What changed in Group J
Argentina's win did two things at once: it sent the defending champions into the knockouts and pushed Austria into a goal-difference problem. FIFA's match report says Messi's brace put Argentina on six points and that Michael Gregoritsch said the late second goal "hurts a bit in terms of our goal difference" before Austria's recovery game against Algeria. 2

| Group J piece | What changed | U.S. read |
|---|---|---|
| Argentina | Qualified with a 2-0 win over Austria; FOX also says Argentina can win the group if Jordan fail to beat Algeria. 2 3 | Stop treating Argentina as a realistic U.S. opponent lane unless the group collapses in an unexpected way. |
| Austria | Dropped to a final-day pressure match after conceding late; FIFA quotes Gregoritsch saying Austria now need to recover and beat Algeria. 2 | Austria are now the cleaner Group J scouting subject: organized enough to frustrate Argentina, but vulnerable to a third-place finish. |
| Jordan / Algeria | FOX framed Jordan vs.
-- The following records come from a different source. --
use criterion::{black_box, criterion_group, criterion_main, BenchmarkId, Criterion};

use scanslice_3d::{slicing, sort};

fn random_sweep(num_points: usize) -> Vec<Vec<f64>> {
    (0..num_points)
        .map(|_| {
            vec![
                rand::random::<f64>() * 100.0 - 50.0,
                rand::random::<f64>() * 100.0 - 50.0,
                rand::random::<f64>() * 4.0 - 2.0,
                rand::random::<f64>(),
            ]
        })
        .collect()
}

fn bench_sort(c: &mut Criterion) {
    let mut group = c.benchmark_group("sort_by_column");

    for num_points in [100, 1_000, 10_000].iter() {
        group.throughput(criterion::Throughput::Elements(*num_points as u64));
        let rows = random_sweep(*num_points);

        group.bench_with_input(
            BenchmarkId::new("merge_sort", num_points),
            &rows,
            |b, rows| {
                b.iter_batched(
                    || rows.clone(),
                    |mut rows| sort::sort_by_column(black_box(&mut rows), 2),
                    criterion::BatchSize::LargeInput,
                )
            },
        );

        group.bench_with_input(BenchmarkId::new("std_stable", num_points), &rows, |b, rows| {
            b.iter_batched(
                || rows.clone(),
                |mut rows| black_box(&mut rows).sort_by(|a, b| a[2].total_cmp(&b[2])),
                criterion::BatchSize::LargeInput,
            )
        });
    }

    group.finish();
}

fn bench_organize(c: &mut Criterion) {
    let mut group = c.benchmark_group("organize_points");
    let config = slicing::SlicerConfig::default();

    for num_points in [10_000, 100_000].iter() {
        group.throughput(criterion::Throughput::Elements(*num_points as u64));
        let points = random_sweep(*num_points);

        group.bench_with_input(
            BenchmarkId::new("sequential", num_points),
            &points,
            |b, points| {
                b.iter(|| slicing::organize_points(black_box(points.iter().cloned()), &config))
            },
        );

        group.bench_with_input(
            BenchmarkId::new("parallel", num_points),
            &points,
            |b, points| {
                b.iter(|| slicing::par_organize_points(black_box(points.iter().cloned()), &config))
            },
        );
    }

    group.finish();
}

criterion_group!(benches, bench_sort, bench_organize);
criterion_main!(benches);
Algeria as the next Group J hinge, with Argentina facing Jordan and Algeria facing Austria on the final matchday. 3 | A winner there can make Group J a live U.S. lane; a draw keeps the lane thinner. |
The important part for American fans is the distinction between famous names and eligible names. The U.S. draw says Group J third place, not Group J winner. Argentina looking strong may actually simplify the U.S. board if it turns the rest of the group into a scramble for second and third.
Why the third-place table matters more than the group name
FIFA's 48-team format sends the top two teams from each group through, then adds the eight best third-place teams. The third-place ranking starts with points, then goal difference, goals scored, team conduct score and FIFA ranking. 4
That is why Austria's late concession mattered. A 1-0 loss and a 2-0 loss can become different resumes when third-place teams are compared across 12 groups. FOX's June 22 table had Sweden first among third-place teams with three points, Scotland and Paraguay also on three, and Jordan 12th on zero before their second Group J result was settled. 3
For the U.S., Group J now sits in the middle tier of attention:
- Still behind Group F. Sweden already have three points and six goals scored in FOX's third-place table, and Group F is eligible to feed the U.S. bracket slot. 3
- Probably behind Group B. FOX's Group B section still points to Canada-Switzerland for first place, while Bosnia and Herzegovina and Qatar are the teams trying to turn one point into a survival path. 3
- Ahead of a quiet Group I only if chaos arrives. FOX said France can take a big step by beating Iraq, while Senegal need a positive result against Norway after losing their opener. 3
So the U.S. staff should not tear up the scouting board. It should move Group J from "big-name warning" to "watch the runner-up squeeze."
What this should mean for Türkiye
The Türkiye match still should not be about chasing a prettier group-stage record. U.S. Soccer says Türkiye are already fourth in Group D, while the U.S. have first place booked before the final group fixture. 1

The better use is to rehearse the situations that a third-place opponent brings:
- Protect against the late goal. Austria's problem is the kind of margin problem every third-place hopeful fears. The U.S. should use Türkiye to rehearse closing a game without exposing the weak side.
- Break an organized block before frustration sets in. FIFA's report credited Austria with making Argentina work, including David Alaba blocks and a tight match before Messi's late second. 2 That is a useful warning if the U.S. draws a team arriving from a survival fight.
- Keep the scouting plan modular. Group F may still be the more dangerous lane, Group B may still produce a four-point survivor, and Group J may now produce a wounded but disciplined Austria. Türkiye should give Pochettino answers for all three shapes.
The next U.S. opponent is still unnamed. But the board is a little less abstract now: Argentina's win makes Group J less about avoiding Messi and more about reading the damage left behind him.